#### Task instructions:
From the records that follow, copy every line that contains the word "IntoIterator".

++++ Supplied information ++++

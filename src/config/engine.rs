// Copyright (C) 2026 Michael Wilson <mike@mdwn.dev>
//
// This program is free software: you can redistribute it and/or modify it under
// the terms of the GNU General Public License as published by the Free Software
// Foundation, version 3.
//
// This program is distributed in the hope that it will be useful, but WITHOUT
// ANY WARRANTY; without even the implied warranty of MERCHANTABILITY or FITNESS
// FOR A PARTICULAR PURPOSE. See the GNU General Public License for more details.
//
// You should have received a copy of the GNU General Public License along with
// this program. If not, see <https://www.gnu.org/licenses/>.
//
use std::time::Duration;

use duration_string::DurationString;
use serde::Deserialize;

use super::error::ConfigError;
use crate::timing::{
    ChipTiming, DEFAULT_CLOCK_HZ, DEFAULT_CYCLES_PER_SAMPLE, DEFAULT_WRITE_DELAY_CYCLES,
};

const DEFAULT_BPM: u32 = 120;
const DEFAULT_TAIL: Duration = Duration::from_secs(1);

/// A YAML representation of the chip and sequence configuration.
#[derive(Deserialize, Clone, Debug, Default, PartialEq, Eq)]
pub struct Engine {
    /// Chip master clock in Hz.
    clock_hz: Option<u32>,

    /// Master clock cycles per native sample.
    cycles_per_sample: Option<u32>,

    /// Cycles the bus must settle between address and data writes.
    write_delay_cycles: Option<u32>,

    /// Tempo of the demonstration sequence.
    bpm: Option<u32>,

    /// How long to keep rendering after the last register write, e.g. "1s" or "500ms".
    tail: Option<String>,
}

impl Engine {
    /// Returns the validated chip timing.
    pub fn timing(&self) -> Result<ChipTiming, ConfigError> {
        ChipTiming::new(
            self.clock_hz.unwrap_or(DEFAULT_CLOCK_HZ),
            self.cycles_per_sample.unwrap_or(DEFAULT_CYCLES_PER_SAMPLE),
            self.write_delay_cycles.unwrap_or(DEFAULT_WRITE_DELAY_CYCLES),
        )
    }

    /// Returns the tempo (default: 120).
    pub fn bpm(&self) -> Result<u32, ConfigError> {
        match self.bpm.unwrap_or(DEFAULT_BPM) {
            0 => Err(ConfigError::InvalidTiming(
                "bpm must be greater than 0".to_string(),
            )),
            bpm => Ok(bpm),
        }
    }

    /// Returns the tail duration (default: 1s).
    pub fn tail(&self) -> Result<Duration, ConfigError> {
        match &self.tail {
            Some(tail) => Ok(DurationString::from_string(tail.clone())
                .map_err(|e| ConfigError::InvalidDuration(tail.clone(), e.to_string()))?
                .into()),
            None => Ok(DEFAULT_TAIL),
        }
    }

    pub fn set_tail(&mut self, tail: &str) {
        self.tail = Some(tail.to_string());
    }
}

++++
++++ Supplied information ++++

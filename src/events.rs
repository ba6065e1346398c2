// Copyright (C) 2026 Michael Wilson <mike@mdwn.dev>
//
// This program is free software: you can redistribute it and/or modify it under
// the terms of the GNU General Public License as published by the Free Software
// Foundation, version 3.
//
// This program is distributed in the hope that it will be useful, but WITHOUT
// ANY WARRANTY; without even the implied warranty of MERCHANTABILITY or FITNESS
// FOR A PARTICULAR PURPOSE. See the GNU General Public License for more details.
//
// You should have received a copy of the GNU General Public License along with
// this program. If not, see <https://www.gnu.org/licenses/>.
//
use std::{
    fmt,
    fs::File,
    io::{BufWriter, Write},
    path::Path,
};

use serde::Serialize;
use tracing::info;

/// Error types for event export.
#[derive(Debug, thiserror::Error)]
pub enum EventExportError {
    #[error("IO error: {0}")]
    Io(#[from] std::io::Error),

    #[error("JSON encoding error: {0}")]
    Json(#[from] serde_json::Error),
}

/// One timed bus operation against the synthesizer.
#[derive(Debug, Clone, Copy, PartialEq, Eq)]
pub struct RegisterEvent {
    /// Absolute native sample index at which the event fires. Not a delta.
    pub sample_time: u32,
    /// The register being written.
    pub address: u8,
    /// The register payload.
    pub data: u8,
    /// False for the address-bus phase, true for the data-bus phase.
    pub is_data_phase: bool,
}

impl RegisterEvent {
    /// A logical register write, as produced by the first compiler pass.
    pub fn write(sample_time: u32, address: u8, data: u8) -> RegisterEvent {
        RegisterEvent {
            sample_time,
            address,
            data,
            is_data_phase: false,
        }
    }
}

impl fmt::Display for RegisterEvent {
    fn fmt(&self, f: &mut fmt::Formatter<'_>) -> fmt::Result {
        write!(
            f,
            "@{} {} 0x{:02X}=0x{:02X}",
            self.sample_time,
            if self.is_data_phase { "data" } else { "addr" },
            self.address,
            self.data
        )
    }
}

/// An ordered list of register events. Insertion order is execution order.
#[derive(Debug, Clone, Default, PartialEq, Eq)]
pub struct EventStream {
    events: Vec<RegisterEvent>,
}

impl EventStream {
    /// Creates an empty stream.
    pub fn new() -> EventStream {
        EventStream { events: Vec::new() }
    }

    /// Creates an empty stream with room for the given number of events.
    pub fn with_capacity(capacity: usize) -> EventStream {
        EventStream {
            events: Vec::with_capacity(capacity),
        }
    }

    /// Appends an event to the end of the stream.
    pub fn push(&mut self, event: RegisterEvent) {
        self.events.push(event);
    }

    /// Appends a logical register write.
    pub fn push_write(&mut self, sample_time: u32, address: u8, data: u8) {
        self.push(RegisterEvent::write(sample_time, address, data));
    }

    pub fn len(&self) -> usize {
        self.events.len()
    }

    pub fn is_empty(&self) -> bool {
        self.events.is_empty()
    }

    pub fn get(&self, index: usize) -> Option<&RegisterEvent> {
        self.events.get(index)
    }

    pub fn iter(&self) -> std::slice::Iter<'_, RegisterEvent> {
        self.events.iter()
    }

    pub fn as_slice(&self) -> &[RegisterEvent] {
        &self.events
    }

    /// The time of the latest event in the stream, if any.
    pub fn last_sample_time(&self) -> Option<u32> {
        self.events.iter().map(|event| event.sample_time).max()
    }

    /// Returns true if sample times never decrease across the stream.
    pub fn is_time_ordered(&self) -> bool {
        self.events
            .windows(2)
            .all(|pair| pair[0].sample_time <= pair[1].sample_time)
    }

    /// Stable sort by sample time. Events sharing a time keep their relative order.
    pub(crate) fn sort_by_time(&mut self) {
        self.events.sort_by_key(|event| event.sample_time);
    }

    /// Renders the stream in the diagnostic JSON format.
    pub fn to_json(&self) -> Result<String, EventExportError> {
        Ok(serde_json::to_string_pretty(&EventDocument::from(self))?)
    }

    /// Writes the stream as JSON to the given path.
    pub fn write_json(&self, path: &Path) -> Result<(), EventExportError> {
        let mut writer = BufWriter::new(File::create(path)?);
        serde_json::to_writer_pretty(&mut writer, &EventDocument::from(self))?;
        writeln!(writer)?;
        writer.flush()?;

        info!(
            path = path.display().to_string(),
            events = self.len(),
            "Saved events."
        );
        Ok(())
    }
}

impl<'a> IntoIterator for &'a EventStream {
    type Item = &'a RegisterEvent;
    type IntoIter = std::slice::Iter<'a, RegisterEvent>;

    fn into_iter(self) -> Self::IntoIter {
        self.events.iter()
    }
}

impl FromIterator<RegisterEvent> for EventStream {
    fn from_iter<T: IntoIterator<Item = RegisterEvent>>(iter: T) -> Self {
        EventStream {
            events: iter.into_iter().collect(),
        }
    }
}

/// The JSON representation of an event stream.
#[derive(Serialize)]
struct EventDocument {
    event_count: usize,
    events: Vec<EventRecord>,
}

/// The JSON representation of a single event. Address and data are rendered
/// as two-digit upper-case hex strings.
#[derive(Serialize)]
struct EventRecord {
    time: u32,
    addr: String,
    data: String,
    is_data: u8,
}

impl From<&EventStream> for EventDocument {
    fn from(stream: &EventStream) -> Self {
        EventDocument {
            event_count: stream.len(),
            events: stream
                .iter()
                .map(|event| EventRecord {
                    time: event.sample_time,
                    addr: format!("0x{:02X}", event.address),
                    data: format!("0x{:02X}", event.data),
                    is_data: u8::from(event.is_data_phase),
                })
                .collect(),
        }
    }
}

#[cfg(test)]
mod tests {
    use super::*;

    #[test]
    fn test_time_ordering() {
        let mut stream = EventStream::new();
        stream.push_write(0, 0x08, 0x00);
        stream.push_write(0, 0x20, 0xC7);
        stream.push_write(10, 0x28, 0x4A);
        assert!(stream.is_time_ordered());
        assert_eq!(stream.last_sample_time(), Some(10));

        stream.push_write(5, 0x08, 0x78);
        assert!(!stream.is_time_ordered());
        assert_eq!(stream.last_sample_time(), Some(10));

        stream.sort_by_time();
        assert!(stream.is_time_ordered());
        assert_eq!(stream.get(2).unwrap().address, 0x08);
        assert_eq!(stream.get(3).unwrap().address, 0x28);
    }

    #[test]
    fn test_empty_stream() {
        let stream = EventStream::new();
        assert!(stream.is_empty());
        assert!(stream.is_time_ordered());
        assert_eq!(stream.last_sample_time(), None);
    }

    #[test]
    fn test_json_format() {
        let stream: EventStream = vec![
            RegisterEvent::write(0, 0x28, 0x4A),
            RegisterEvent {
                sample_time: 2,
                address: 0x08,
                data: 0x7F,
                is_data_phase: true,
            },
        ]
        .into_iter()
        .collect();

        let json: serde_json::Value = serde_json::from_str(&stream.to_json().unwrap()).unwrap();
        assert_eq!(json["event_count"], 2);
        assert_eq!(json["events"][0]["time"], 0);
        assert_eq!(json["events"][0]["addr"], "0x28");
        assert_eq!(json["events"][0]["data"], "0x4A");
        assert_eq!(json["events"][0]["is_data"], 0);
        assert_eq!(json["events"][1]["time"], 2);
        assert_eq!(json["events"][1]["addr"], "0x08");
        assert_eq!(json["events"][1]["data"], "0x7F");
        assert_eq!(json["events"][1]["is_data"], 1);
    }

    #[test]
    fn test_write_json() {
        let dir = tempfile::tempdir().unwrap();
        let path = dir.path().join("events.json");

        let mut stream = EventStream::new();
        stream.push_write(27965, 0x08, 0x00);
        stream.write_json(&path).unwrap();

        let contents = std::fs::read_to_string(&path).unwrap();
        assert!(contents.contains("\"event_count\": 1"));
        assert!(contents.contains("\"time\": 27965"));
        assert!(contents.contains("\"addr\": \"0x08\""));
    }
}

++++

#### Solution to this problem:
impl<'a> IntoIterator for &'a EventStream {
    fn from_iter<T: IntoIterator<Item = RegisterEvent>>(iter: T) -> Self {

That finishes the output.